Here some thoughts on how to keep the gas fees low and predictable.

• Only allowing limit-orders at fixed intervals (say every 0.5%)
• Queue when orders have the same price.
• Taker does the order against the queue. Determining the precise limit-order to transfer the tokens to, is left to the owneners of the limit-orders in the queue, so they have to collect their tokens afterwards.

This way the taker has predictable gas fees and only big trades have higher fees.

Determining if your limit order was executed is not easy when the queue was only partially sold out. I guess we could solve that using a binary tree and it will take O(log n) time.

p.s. Limit orders steal liquidity from the pool, so I guess the fees should go to the liquidity providers.

The state of the DEX can thus be described with this tuple: (x_o,y_o,x_l,y_l)

This confuses me. Isn’t the set of orders an entire mapping {price: orders_at_that_price}? How would you combine limit orders at different price levels together?

If this is a mistake and you do actually have a map to represent limit orders, then I definitely agree with the suggestion of only allowing them at specific price points (0.5% apart sounds reasonable, could do 1% too) to preserve gas efficiency.

Great feedback, thanks! Agree with your suggestions on how to keep gas cost low and predictable. A few questions:

Taker does the order against the queue. Determining the precise limit-order to transfer the tokens to, is left to the owneners of the limit-orders in the queue, so they have to collect their tokens afterwards.

Did you mean the smart contract would act as an escrow, and a limit-order maker needs to post an on-chain transaction to collect the swapped tokens?

p.s. Limit orders steal liquidity from the pool, so I guess the fees should go to the liquidity providers.

In a sense, the limit orders also provide liquidity (similar to the limit orders in CEX). So it may be fair to split the fees among the liquidity providers and the limit-order makers?

Yes.

The makers get an order without a fee, so they are all ready better off than executing an order.
The fee structure will determine how the liquidity will be divided between limit-orders and the pool, but I don’t think there is a clear best way to do it, so make it parameterizable and do some experiments.

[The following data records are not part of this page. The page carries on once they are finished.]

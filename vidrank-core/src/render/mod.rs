pub mod csv;
pub mod json;
pub mod markdown;
pub mod text;
pub mod traits;

use std::str::FromStr;

use crate::config::RenderSection;

pub use self::csv::{CsvRenderer, escape_field};
pub use self::json::JsonRenderer;
pub use self::markdown::{MarkdownRenderer, truncate_if_needed};
pub use self::text::TextRenderer;
pub use self::traits::Renderer;

/// Available output formats.
#[derive(Debug, Clone, Copy, Default, PartialEq, Eq, Hash)]
pub enum OutputFormat {
    #[default]
    Text,
    Markdown,
    Json,
    Csv,
}

impl OutputFormat {
    pub const ALL: [Self; 4] = [Self::Text, Self::Markdown, Self::Json, Self::Csv];

    pub fn as_str(self) -> &'static str {
        match self {
            Self::Text => "text",
            Self::Markdown => "markdown",
            Self::Json => "json",
            Self::Csv => "csv",
        }
    }
}

impl std::fmt::Display for OutputFormat {
    fn fmt(&self, f: &mut std::fmt::Formatter<'_>) -> std::fmt::Result {
        f.write_str(self.as_str())
    }
}

impl FromStr for OutputFormat {
    type Err = String;

    fn from_str(s: &str) -> Result<Self, Self::Err> {
        match s.to_ascii_lowercase().as_str() {
            "text" | "txt" => Ok(Self::Text),
            "markdown" | "md" => Ok(Self::Markdown),
            "json" => Ok(Self::Json),
            "csv" => Ok(Self::Csv),
            other => Err(format!(
                "unknown output format '{other}' (expected text, markdown, json or csv)"
            )),
        }
    }
}

/// Build the renderer for `format` from the `[render]` config section.
pub fn renderer_for(format: OutputFormat, settings: &RenderSection) -> Box<dyn Renderer> {
    match format {
        OutputFormat::Text => Box::new(TextRenderer),
        OutputFormat::Markdown => Box::new(MarkdownRenderer::new(settings.max_chars)),
        OutputFormat::Json => Box::new(JsonRenderer),
        OutputFormat::Csv => Box::new(CsvRenderer::new(settings.csv_delimiter)),
    }
}

/// `1234567` → `1,234,567`.
pub(crate) fn group_thousands(n: u64) -> String {
    let digits = n.to_string();
    let mut out = String::with_capacity(digits.len() + digits.len() / 3);
    for (i, ch) in digits.chars().enumerate() {
        if i > 0 && (digits.len() - i) % 3 == 0 {
            out.push(',');
        }
        out.push(ch);
    }
    out
}

/// Heading for the selected view, e.g. `Top 20 by popularity score`.
pub(crate) fn selection_heading(report: &crate::analysis::AnalysisReport) -> String {
    let mode = match report.request.select_mode {
        crate::types::SelectMode::Top => "Top",
        crate::types::SelectMode::Bottom => "Bottom",
    };
    format!("{mode} {} by popularity score", report.selected.len())
}


#[cfg(test)]
mod tests {
    use super::*;

    #[test]
    fn thousands() {
        assert_eq!(group_thousands(0), "0");
        assert_eq!(group_thousands(999), "999");
        assert_eq!(group_thousands(1000), "1,000");
        assert_eq!(group_thousands(1_234_567), "1,234,567");
    }

    #[test]
    fn format_parses() {
        for format in OutputFormat::ALL {
            assert_eq!(format.as_str().parse::<OutputFormat>().unwrap(), format);
        }
        assert_eq!("MD".parse::<OutputFormat>().unwrap(), OutputFormat::Markdown);
        assert!("html".parse::<OutputFormat>().is_err());
    }

    #[test]
    fn renderer_for_uses_settings() {
        let settings = RenderSection::default();
        for format in OutputFormat::ALL {
            let renderer = renderer_for(format, &settings);
            assert_eq!(renderer.name(), format.as_str());
        }
    }

    #[test]
    fn write_creates_file_with_extension() {
        let dir = tempfile::tempdir().unwrap();
        let out_dir = dir.path().join("reports");
        let path = JsonRenderer.write(&fixtures::report(), &out_dir, "batch").unwrap();
        assert_eq!(path, out_dir.join("batch.json"));
        let written = std::fs::read_to_string(path).unwrap();
        assert!(written.contains("\"summary\""));
    }
}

This confuses me. Isn’t the set of orders an entire mapping {price: orders_at_that_price} ? How would you combine limit orders at different price levels together?

Good catch @vbuterin ! Yeah I was using (x_o, y_o, x_l, y_l) to represent the DEX state just to simplify the description of how to calculate \Delta y, the number of B tokens swapped. For an actual implementation, the smart contract needs to maintain the map {price: orders_at_that_price} (or equivalently the functions x_o(p) and y_o(p) in the original post). orders_at_that_price itself might need to be a list or a map to record the makers of each limit-order.

If this is a mistake and you do actually have a map to represent limit orders, then I definitely agree with the suggestion of only allowing them at specific price points (0.5% apart sounds reasonable, could do 1% too) to preserve gas efficiency.

Yeah, I also think that’s a good suggestion. For further gas cost reduction, we are also considering the possibility of combining Uniswap with the 0x “off-chain order relay with on-chain settlement” approach, instead of relying on a fully on-chain order-book. Will post more on this topic later.

Instead of having limit orders we could also add multiple supplemental liquidity pools which have a straight line as the price curve.

These extra liquidity pools have a min and max price. Is the price below the min, then the pool contains only token A, is the price above the max price, then the pool contains only token B. Is the price between the min and max then the ratio of the two tokens is a linear function of the price.

These liquidity pools could be stacked back to back to make sure there will always be one supplemental pool for every price. If we use pools that are 10% wide, the majority of the trades will use just one supplemental pool and will be very gas efficient.

The liquidity providers will be able to add and remove liquidity in O(1), because we no longer need a queue.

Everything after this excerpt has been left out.